### Work to be completed
In the material below, identify each line bearing the word "failed". Reproduce those lines.

### Task inputs
== Segment start ==

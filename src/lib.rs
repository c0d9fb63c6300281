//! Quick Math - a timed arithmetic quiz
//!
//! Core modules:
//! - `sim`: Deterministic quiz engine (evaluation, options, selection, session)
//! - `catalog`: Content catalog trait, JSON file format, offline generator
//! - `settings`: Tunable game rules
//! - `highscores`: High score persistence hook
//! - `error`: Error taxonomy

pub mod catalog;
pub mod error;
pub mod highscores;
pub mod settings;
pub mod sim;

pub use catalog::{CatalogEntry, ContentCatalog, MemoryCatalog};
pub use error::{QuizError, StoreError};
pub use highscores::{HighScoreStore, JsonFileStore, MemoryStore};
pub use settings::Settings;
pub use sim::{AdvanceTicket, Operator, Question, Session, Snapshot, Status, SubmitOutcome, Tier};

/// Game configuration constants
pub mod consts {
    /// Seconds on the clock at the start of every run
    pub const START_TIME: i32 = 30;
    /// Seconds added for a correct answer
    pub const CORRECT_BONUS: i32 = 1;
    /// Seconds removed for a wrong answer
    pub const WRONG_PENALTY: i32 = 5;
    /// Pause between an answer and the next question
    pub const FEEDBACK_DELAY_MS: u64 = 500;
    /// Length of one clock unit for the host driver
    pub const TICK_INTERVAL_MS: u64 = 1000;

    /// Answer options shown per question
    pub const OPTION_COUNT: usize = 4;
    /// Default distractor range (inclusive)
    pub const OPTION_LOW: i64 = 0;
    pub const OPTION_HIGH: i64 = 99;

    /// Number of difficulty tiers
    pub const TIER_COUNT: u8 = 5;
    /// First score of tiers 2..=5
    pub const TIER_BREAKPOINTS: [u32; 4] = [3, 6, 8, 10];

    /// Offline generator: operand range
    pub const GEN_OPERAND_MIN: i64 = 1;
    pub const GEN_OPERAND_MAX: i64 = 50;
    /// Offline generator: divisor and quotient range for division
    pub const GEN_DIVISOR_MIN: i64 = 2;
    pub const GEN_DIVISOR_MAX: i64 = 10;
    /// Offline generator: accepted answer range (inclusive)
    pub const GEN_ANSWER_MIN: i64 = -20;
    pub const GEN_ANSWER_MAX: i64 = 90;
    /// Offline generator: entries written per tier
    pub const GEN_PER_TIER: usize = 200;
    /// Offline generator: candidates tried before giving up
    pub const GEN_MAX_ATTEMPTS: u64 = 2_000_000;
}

== Segment end ==
== Segment start ==

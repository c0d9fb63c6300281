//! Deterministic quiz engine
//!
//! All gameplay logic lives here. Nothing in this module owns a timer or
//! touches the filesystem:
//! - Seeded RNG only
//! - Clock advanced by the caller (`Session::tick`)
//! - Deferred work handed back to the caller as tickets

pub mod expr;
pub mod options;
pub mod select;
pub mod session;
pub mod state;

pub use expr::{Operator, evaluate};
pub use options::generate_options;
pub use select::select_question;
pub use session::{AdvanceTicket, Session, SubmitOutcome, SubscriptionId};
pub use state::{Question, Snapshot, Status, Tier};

== Segment end ==
== Segment start ==

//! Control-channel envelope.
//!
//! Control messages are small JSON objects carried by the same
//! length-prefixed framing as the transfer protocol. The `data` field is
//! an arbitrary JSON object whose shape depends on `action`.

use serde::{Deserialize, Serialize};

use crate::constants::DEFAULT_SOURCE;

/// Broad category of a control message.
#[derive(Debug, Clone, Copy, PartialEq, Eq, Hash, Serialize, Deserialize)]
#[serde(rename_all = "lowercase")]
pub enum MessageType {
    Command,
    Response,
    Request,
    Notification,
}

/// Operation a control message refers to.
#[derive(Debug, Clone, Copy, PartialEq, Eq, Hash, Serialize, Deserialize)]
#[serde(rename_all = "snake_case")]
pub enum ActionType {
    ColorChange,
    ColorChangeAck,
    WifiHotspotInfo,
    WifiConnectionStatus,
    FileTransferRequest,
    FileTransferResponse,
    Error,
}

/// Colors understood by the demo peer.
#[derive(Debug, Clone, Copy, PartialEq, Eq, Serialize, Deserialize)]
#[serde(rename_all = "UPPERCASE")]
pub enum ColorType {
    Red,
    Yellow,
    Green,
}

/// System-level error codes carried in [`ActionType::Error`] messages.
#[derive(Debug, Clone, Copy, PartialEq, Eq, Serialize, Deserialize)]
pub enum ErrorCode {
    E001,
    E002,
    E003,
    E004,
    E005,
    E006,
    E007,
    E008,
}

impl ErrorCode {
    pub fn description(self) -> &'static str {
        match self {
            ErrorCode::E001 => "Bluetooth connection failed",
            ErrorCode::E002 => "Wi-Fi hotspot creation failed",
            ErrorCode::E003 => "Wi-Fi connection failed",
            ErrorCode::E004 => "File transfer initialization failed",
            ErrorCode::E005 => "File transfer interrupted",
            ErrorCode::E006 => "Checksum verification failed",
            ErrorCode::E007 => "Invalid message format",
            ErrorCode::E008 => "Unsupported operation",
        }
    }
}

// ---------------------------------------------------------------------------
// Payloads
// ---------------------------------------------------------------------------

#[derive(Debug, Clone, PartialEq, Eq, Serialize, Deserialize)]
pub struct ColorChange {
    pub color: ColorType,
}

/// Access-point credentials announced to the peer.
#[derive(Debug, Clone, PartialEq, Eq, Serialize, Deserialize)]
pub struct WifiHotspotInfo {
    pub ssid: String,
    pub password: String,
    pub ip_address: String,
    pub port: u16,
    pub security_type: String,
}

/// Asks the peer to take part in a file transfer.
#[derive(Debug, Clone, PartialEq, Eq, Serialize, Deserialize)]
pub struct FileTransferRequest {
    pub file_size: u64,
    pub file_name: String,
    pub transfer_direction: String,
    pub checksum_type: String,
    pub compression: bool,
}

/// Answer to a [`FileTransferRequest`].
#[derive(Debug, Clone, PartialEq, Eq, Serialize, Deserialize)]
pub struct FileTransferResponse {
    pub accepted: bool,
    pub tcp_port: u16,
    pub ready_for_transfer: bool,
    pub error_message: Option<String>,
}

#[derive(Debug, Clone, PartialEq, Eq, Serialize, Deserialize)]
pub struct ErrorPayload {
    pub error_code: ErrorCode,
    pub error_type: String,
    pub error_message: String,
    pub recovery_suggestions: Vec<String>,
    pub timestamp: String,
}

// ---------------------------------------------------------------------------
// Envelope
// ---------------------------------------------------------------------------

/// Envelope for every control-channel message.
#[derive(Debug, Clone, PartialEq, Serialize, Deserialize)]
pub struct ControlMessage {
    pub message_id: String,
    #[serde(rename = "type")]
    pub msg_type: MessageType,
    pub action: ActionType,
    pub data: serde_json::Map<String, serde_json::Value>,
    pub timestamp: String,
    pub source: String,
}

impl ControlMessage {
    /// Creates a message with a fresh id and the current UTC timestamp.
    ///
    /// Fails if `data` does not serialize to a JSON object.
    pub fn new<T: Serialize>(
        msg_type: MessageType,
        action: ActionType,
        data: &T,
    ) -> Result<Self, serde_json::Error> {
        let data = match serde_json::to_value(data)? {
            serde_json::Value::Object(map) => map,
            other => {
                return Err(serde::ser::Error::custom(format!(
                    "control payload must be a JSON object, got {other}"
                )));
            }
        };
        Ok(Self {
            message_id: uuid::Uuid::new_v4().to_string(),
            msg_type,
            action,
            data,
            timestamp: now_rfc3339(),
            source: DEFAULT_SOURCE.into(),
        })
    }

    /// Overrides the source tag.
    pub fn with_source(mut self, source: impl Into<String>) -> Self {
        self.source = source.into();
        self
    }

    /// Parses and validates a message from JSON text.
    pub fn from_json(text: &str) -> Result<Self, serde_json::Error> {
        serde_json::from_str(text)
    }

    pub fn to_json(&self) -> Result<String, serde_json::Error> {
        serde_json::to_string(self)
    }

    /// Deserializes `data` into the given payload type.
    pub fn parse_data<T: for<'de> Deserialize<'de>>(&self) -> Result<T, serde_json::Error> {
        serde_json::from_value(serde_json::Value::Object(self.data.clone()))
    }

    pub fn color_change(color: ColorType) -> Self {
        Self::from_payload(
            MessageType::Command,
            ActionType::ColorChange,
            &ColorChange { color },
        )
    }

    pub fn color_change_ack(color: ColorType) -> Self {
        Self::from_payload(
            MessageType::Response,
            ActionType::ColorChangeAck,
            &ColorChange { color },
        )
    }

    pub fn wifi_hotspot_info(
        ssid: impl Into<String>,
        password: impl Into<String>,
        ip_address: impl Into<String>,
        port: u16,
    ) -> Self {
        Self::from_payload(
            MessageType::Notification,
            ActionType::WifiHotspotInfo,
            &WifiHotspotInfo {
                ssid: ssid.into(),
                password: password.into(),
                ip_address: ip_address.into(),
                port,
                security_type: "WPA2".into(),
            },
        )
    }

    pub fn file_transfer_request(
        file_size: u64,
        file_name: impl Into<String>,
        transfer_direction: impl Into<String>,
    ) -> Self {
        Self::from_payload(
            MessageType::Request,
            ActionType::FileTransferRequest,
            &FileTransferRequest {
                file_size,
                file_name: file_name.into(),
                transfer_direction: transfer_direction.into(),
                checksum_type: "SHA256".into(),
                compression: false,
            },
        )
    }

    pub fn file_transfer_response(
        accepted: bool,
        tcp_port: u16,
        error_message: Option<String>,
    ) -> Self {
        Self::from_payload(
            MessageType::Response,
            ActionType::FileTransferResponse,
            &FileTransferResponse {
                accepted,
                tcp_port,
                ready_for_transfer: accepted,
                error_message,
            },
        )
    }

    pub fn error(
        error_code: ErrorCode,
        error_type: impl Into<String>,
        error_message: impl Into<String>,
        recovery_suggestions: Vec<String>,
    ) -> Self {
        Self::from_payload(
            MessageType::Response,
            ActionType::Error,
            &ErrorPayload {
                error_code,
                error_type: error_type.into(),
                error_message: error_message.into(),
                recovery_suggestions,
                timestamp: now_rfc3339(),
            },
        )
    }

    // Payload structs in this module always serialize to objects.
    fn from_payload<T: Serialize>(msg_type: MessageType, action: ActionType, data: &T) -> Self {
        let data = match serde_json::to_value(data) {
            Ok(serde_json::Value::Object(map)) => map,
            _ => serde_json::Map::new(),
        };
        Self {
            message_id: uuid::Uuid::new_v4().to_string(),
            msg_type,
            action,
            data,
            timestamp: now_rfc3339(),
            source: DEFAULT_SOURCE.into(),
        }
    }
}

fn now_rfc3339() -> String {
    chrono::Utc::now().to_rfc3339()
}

== Segment end ==

### Solved exercise
            ErrorCode::E001 => "Bluetooth connection failed",
            ErrorCode::E002 => "Wi-Fi hotspot creation failed",
            ErrorCode::E003 => "Wi-Fi connection failed",
            ErrorCode::E004 => "File transfer initialization failed",
            ErrorCode::E006 => "Checksum verification failed",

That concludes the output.